RECORDS FOR THIS TASK Start Marker
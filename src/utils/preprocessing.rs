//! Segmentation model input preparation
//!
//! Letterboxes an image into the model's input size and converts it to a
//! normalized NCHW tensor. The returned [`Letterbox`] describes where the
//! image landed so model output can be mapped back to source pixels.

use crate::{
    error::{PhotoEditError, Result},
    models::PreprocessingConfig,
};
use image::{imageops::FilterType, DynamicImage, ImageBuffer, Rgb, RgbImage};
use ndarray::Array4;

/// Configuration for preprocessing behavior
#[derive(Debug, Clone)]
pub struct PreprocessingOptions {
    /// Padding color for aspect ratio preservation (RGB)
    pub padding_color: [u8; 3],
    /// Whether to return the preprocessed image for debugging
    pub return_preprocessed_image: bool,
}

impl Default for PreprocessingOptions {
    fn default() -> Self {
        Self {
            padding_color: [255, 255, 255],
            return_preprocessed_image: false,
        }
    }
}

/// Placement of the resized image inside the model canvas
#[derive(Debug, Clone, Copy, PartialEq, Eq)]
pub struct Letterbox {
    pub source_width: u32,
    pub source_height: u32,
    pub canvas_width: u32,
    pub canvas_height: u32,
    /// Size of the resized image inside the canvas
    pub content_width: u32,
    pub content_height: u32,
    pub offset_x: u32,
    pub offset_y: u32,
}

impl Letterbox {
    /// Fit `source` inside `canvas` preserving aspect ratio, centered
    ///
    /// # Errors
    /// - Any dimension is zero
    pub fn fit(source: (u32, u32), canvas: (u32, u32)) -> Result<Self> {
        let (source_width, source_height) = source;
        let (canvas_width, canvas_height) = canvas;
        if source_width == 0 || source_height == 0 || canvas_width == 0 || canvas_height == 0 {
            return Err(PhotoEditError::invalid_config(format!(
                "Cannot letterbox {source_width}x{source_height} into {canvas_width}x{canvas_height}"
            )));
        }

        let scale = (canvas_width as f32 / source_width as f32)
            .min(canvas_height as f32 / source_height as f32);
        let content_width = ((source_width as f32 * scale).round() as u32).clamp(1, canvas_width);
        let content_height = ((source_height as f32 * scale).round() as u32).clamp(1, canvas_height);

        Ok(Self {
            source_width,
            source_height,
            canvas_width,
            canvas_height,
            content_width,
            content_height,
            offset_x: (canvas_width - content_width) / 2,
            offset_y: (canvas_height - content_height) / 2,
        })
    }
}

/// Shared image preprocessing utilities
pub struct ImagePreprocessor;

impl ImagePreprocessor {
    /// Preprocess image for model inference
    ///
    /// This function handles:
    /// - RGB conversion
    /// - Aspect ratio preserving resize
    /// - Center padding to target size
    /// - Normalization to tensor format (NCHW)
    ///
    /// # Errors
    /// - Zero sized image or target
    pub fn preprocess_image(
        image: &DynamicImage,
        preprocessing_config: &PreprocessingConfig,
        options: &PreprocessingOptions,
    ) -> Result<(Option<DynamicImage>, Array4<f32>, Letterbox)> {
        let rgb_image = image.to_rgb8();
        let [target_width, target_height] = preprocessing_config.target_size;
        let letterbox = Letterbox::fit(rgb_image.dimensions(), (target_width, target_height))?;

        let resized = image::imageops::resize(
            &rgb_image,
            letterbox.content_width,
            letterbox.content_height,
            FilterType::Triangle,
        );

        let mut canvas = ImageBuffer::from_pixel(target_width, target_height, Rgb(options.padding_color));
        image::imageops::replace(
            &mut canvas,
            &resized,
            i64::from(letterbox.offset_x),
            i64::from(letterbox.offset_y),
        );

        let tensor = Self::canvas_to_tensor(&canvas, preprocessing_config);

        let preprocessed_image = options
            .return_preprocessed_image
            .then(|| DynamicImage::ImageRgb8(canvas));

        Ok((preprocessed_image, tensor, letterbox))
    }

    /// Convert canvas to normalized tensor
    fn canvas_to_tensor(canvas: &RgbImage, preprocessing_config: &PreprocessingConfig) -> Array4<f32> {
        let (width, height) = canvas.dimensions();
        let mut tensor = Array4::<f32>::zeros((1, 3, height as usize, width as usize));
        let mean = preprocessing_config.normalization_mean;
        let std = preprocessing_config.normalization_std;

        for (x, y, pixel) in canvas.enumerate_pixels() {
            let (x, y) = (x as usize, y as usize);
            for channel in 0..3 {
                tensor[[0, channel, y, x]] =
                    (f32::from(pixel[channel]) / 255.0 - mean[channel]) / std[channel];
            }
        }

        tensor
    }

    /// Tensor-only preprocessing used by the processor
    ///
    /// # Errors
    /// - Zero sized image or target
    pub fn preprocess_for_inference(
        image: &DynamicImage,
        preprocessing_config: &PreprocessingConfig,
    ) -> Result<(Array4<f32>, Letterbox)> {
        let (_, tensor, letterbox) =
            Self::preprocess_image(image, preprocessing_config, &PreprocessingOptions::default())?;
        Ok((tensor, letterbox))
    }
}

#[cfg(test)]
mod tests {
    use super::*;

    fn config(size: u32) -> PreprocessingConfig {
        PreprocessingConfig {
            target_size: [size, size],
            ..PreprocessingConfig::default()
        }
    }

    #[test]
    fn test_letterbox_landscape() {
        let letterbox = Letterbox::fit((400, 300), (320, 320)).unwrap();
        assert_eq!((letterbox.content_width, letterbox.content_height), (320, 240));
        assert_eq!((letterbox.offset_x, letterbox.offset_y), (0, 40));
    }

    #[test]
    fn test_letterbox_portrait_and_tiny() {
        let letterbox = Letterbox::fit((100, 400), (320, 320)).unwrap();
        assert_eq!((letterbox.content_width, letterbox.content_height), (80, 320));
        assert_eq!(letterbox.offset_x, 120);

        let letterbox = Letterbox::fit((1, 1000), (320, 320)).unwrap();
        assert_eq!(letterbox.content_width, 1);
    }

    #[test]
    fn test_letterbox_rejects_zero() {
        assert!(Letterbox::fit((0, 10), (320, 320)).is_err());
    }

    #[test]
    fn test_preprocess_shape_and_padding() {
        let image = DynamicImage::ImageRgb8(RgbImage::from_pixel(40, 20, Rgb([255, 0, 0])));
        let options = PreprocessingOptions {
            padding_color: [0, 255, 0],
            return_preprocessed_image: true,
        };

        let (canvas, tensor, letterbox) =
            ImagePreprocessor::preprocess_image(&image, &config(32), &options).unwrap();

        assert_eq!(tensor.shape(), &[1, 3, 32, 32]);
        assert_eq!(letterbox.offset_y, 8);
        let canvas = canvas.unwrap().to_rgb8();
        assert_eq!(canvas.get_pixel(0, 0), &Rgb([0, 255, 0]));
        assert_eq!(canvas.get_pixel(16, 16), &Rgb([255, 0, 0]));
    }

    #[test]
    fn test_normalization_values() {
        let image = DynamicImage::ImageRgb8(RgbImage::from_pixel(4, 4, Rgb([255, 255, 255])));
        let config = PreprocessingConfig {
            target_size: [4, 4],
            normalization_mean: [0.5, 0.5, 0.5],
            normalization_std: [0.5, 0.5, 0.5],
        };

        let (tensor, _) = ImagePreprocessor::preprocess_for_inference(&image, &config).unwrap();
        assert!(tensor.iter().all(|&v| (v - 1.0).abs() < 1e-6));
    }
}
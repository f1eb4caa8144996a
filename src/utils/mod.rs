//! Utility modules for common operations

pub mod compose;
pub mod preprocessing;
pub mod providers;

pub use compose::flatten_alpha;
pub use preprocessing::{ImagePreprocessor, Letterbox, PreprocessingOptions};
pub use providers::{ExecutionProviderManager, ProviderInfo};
RECORDS FOR THIS TASK End Marker
:: TASK REQUIREMENTS ::
Without altering anything, print all of the data again.

:: SOLUTION ::
filename src/utils/preprocessing.rs
//! Segmentation model input preparation
//!
//! Letterboxes an image into the model's input size and converts it to a
//! normalized NCHW tensor. The returned [`Letterbox`] describes where the
//! image landed so model output can be mapped back to source pixels.

use crate::{
    error::{PhotoEditError, Result},
    models::PreprocessingConfig,
};
use image::{imageops::FilterType, DynamicImage, ImageBuffer, Rgb, RgbImage};
use ndarray::Array4;

/// Configuration for preprocessing behavior
#[derive(Debug, Clone)]
pub struct PreprocessingOptions {
    /// Padding color for aspect ratio preservation (RGB)
    pub padding_color: [u8; 3],
    /// Whether to return the preprocessed image for debugging
    pub return_preprocessed_image: bool,
}

impl Default for PreprocessingOptions {
    fn default() -> Self {
        Self {
            padding_color: [255, 255, 255],
            return_preprocessed_image: false,
        }
    }
}

/// Placement of the resized image inside the model canvas
#[derive(Debug, Clone, Copy, PartialEq, Eq)]
pub struct Letterbox {
    pub source_width: u32,
    pub source_height: u32,
    pub canvas_width: u32,
    pub canvas_height: u32,
    /// Size of the resized image inside the canvas
    pub content_width: u32,
    pub content_height: u32,
    pub offset_x: u32,
    pub offset_y: u32,
}

impl Letterbox {
    /// Fit `source` inside `canvas` preserving aspect ratio, centered
    ///
    /// # Errors
    /// - Any dimension is zero
    pub fn fit(source: (u32, u32), canvas: (u32, u32)) -> Result<Self> {
        let (source_width, source_height) = source;
        let (canvas_width, canvas_height) = canvas;
        if source_width == 0 || source_height == 0 || canvas_width == 0 || canvas_height == 0 {
            return Err(PhotoEditError::invalid_config(format!(
                "Cannot letterbox {source_width}x{source_height} into {canvas_width}x{canvas_height}"
            )));
        }

        let scale = (canvas_width as f32 / source_width as f32)
            .min(canvas_height as f32 / source_height as f32);
        let content_width = ((source_width as f32 * scale).round() as u32).clamp(1, canvas_width);
        let content_height = ((source_height as f32 * scale).round() as u32).clamp(1, canvas_height);

        Ok(Self {
            source_width,
            source_height,
            canvas_width,
            canvas_height,
            content_width,
            content_height,
            offset_x: (canvas_width - content_width) / 2,
            offset_y: (canvas_height - content_height) / 2,
        })
    }
}

/// Shared image preprocessing utilities
pub struct ImagePreprocessor;

impl ImagePreprocessor {
    /// Preprocess image for model inference
    ///
    /// This function handles:
    /// - RGB conversion
    /// - Aspect ratio preserving resize
    /// - Center padding to target size
    /// - Normalization to tensor format (NCHW)
    ///
    /// # Errors
    /// - Zero sized image or target
    pub fn preprocess_image(
        image: &DynamicImage,
        preprocessing_config: &PreprocessingConfig,
        options: &PreprocessingOptions,
    ) -> Result<(Option<DynamicImage>, Array4<f32>, Letterbox)> {
        let rgb_image = image.to_rgb8();
        let [target_width, target_height] = preprocessing_config.target_size;
        let letterbox = Letterbox::fit(rgb_image.dimensions(), (target_width, target_height))?;

        let resized = image::imageops::resize(
            &rgb_image,
            letterbox.content_width,
            letterbox.content_height,
            FilterType::Triangle,
        );

        let mut canvas = ImageBuffer::from_pixel(target_width, target_height, Rgb(options.padding_color));
        image::imageops::replace(
            &mut canvas,
            &resized,
            i64::from(letterbox.offset_x),
            i64::from(letterbox.offset_y),
        );

        let tensor = Self::canvas_to_tensor(&canvas, preprocessing_config);

        let preprocessed_image = options
            .return_preprocessed_image
            .then(|| DynamicImage::ImageRgb8(canvas));

        Ok((preprocessed_image, tensor, letterbox))
    }

    /// Convert canvas to normalized tensor
    fn canvas_to_tensor(canvas: &RgbImage, preprocessing_config: &PreprocessingConfig) -> Array4<f32> {
        let (width, height) = canvas.dimensions();
        let mut tensor = Array4::<f32>::zeros((1, 3, height as usize, width as usize));
        let mean = preprocessing_config.normalization_mean;
        let std = preprocessing_config.normalization_std;

        for (x, y, pixel) in canvas.enumerate_pixels() {
            let (x, y) = (x as usize, y as usize);
            for channel in 0..3 {
                tensor[[0, channel, y, x]] =
                    (f32::from(pixel[channel]) / 255.0 - mean[channel]) / std[channel];
            }
        }

        tensor
    }

    /// Tensor-only preprocessing used by the processor
    ///
    /// # Errors
    /// - Zero sized image or target
    pub fn preprocess_for_inference(
        image: &DynamicImage,
        preprocessing_config: &PreprocessingConfig,
    ) -> Result<(Array4<f32>, Letterbox)> {
        let (_, tensor, letterbox) =
            Self::preprocess_image(image, preprocessing_config, &PreprocessingOptions::default())?;
        Ok((tensor, letterbox))
    }
}

#[cfg(test)]
mod tests {
    use super::*;

    fn config(size: u32) -> PreprocessingConfig {
        PreprocessingConfig {
            target_size: [size, size],
            ..PreprocessingConfig::default()
        }
    }

    #[test]
    fn test_letterbox_landscape() {
        let letterbox = Letterbox::fit((400, 300), (320, 320)).unwrap();
        assert_eq!((letterbox.content_width, letterbox.content_height), (320, 240));
        assert_eq!((letterbox.offset_x, letterbox.offset_y), (0, 40));
    }

    #[test]
    fn test_letterbox_portrait_and_tiny() {
        let letterbox = Letterbox::fit((100, 400), (320, 320)).unwrap();
        assert_eq!((letterbox.content_width, letterbox.content_height), (80, 320));
        assert_eq!(letterbox.offset_x, 120);

        let letterbox = Letterbox::fit((1, 1000), (320, 320)).unwrap();
        assert_eq!(letterbox.content_width, 1);
    }

    #[test]
    fn test_letterbox_rejects_zero() {
        assert!(Letterbox::fit((0, 10), (320, 320)).is_err());
    }

    #[test]
    fn test_preprocess_shape_and_padding() {
        let image = DynamicImage::ImageRgb8(RgbImage::from_pixel(40, 20, Rgb([255, 0, 0])));
        let options = PreprocessingOptions {
            padding_color: [0, 255, 0],
            return_preprocessed_image: true,
        };

        let (canvas, tensor, letterbox) =
            ImagePreprocessor::preprocess_image(&image, &config(32), &options).unwrap();

        assert_eq!(tensor.shape(), &[1, 3, 32, 32]);
        assert_eq!(letterbox.offset_y, 8);
        let canvas = canvas.unwrap().to_rgb8();
        assert_eq!(canvas.get_pixel(0, 0), &Rgb([0, 255, 0]));
        assert_eq!(canvas.get_pixel(16, 16), &Rgb([255, 0, 0]));
    }

    #[test]
    fn test_normalization_values() {
        let image = DynamicImage::ImageRgb8(RgbImage::from_pixel(4, 4, Rgb([255, 255, 255])));
        let config = PreprocessingConfig {
            target_size: [4, 4],
            normalization_mean: [0.5, 0.5, 0.5],
            normalization_std: [0.5, 0.5, 0.5],
        };

        let (tensor, _) = ImagePreprocessor::preprocess_for_inference(&image, &config).unwrap();
        assert!(tensor.iter().all(|&v| (v - 1.0).abs() < 1e-6));
    }
}
repository f1eb4caa8144996a
filename src/utils/mod.rs
//! Utility modules for common operations

pub mod compose;
pub mod preprocessing;
pub mod providers;

pub use compose::flatten_alpha;
pub use preprocessing::{ImagePreprocessor, Letterbox, PreprocessingOptions};
pub use providers::{ExecutionProviderManager, ProviderInfo};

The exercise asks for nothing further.